Senator HURLEY (4:00 PM) —I present the report of the Senate Standing Committee on Economics Lost in Space? Setting a new direction for Australia’s space science and industry sector, together with the Hansard record of proceedings and documents presented to the committee.

Ordered that the report be printed.


Senator HURLEY —by leave—I move:

That the Senate take note of the report.

I wish to thank former Senators Stott Despoja and Chapman for their support in instigating this inquiry. It was indeed at their initiative that this inquiry began and I, as the representative of the Labor Party, was pleased to join in that. I would also like to thank committee members and participating members for their work on the report and the secretariat for their tireless work throughout the inquiry, when a great number of other reports were also in train.

There were many contributors and witnesses who provided evidence to the inquiry who were thoughtful, knowledgeable and passionate about this area. I would particularly like to thank organisations we visited during the inquiry: the Canberra Deep Space Communication Complex, the ANU Advanced Instrument Technology Centre, Electro Optic Systems Space Research Centre and Optus International Earth Station.

The inquiry was referred to the Senate Standing Committee on Economics on 19 March 2008. An interim report was released on 23 June 2008, and an extension of time was granted until 12 November. There were three main areas to explore: Australia’s capabilities in space science, industry and education, including existing activity and areas in which there is little or no activity but which are within the capacity of the country to build; arguments for and against expanded Australian activity in space science and industry; and realistic policy options that facilitate effective solutions to cross-sector technological and organisational challenges, opportunity capture and development imperatives that align with the national need, considering existing world-class capability.

In this inquiry we first had to look at what was in the space science sector, and in that regard I would particularly like to thank CSIRO for their extensive briefing on this subject. There was some very interesting evidence from a number of their experts in various areas in the space science and technology field. We heard that it involves a number of disciplines including manufacturing, high-temperature materials, advanced chemistry, information processing, telecommunications, computing and data processing, robotics, nanotechnology and general areas like project management and finance and legal services.

There were a number of areas, and the committee found it would be useful to divide these up into several main areas—apparently the space community do this as well. They were: looking down, looking out and going up. The ‘looking down’ area was for satellites in outer space looking down onto the Earth. We discovered that there is quite a lot of expertise in Australia already in this area from the data that is collected from earth observations. That is in areas like weather forecasting; monitoring global climate change; communication links; GPS, which was an interesting area and one that is being used increasingly in fields such as the finance industry; mobile phone networks; navigation signals, which we are very familiar with; and also agriculture, mining and defence capabilities.

‘Looking out’ was for looking out from the Earth. We looked at many areas in astronomy, including an area that Senator Bishop referred to in a speech today—that is, the Square Kilometre Array, which Australia is bidding for. During our tour we also had a look at many of the tracking facilities that are here in Australia and are well valued in world terms.

Finally we looked at ‘going up’, which concerned launching rockets, both large ones and the smaller suborbital launches.
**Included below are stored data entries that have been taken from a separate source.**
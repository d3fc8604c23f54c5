use gs_core::config::RenderOptions;
use gs_core::error::Result;
use gs_core::geometry::Feature;

use crate::grid::LINE_SEP;
use crate::render;
use crate::table::{format_table, select_properties};

/// Lazy sequence of pages, one per feature.
///
/// Each page is an optional attribute table followed by the rendering of
/// that feature alone.
pub struct Pages<I> {
    features: I,
    properties: Option<Vec<String>>,
    options: RenderOptions,
}

impl<I: Iterator<Item = Feature>> Pages<I> {
    fn page(&self, feature: Feature) -> Result<String> {
        let mut parts = Vec::with_capacity(2);
        if let Some(names) = &self.properties {
            parts.push(format_table(&select_properties(&feature.properties, names)?)?);
        }
        parts.push(render(feature.geometry, &self.options)?);
        Ok(parts.join(LINE_SEP) + LINE_SEP)
    }
}

impl<I: Iterator<Item = Feature>> Iterator for Pages<I> {
    type Item = Result<String>;

    fn next(&mut self) -> Option<Self::Item> {
        let feature = self.features.next()?;
        Some(self.page(feature))
    }

    fn size_hint(&self) -> (usize, Option<usize>) {
        self.features.size_hint()
    }
}

/// One page per feature, with the listed properties tabulated above it.
///
/// # Example
/// ```
/// use gs_ascii::paginate::paginate;
/// use gs_core::config::RenderOptions;
/// use gs_core::geometry::{Feature, Geometry};
///
/// let features = vec![
///     Feature::new(Geometry::rectangle(0.0, 0.0, 2.0, 2.0)).with_property("NAME", "square"),
/// ];
/// let opts = RenderOptions::default().with_width(2);
/// let pages: Vec<String> = paginate(features, Some(vec!["NAME".into()]), opts)
///     .collect::<Result<_, _>>()
///     .unwrap();
/// assert_eq!(pages[0], "\
/// +------+--------+
/// | NAME | square |
/// +------+--------+
/// + +
/// + +
///
/// ");
/// ```
pub fn paginate<I>(
    features: I,
    properties: Option<Vec<String>>,
    options: RenderOptions,
) -> Pages<I::IntoIter>
where
    I: IntoIterator<Item = Feature>,
{
    Pages {
        features: features.into_iter(),
        properties,
        options,
    }
}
We heard about the previous work that had been done at Woomera in that regard.

There were a number of very significant areas that we had to look at, but one of the principal issues we wanted to determine was whether Australia needed a space policy and a space agency. Australia at the moment has a very decentralised approach to space policy, and there are many government agencies currently involved in space work, such as the Department of Defence, including the Defence Science and Technology Organisation; the Department of Innovation, Industry, Science and Research; the CSIRO; the Department of Climate Change; the Bureau of Meteorology; and the Department of the Environment, Water, Heritage and the Arts, including the Australian Antarctic Division, Geoscience Australia and the Office of Spatial Data Management. So I think there was a wider scope than many of us had realised. All of those departments have a very significant involvement with space science and research.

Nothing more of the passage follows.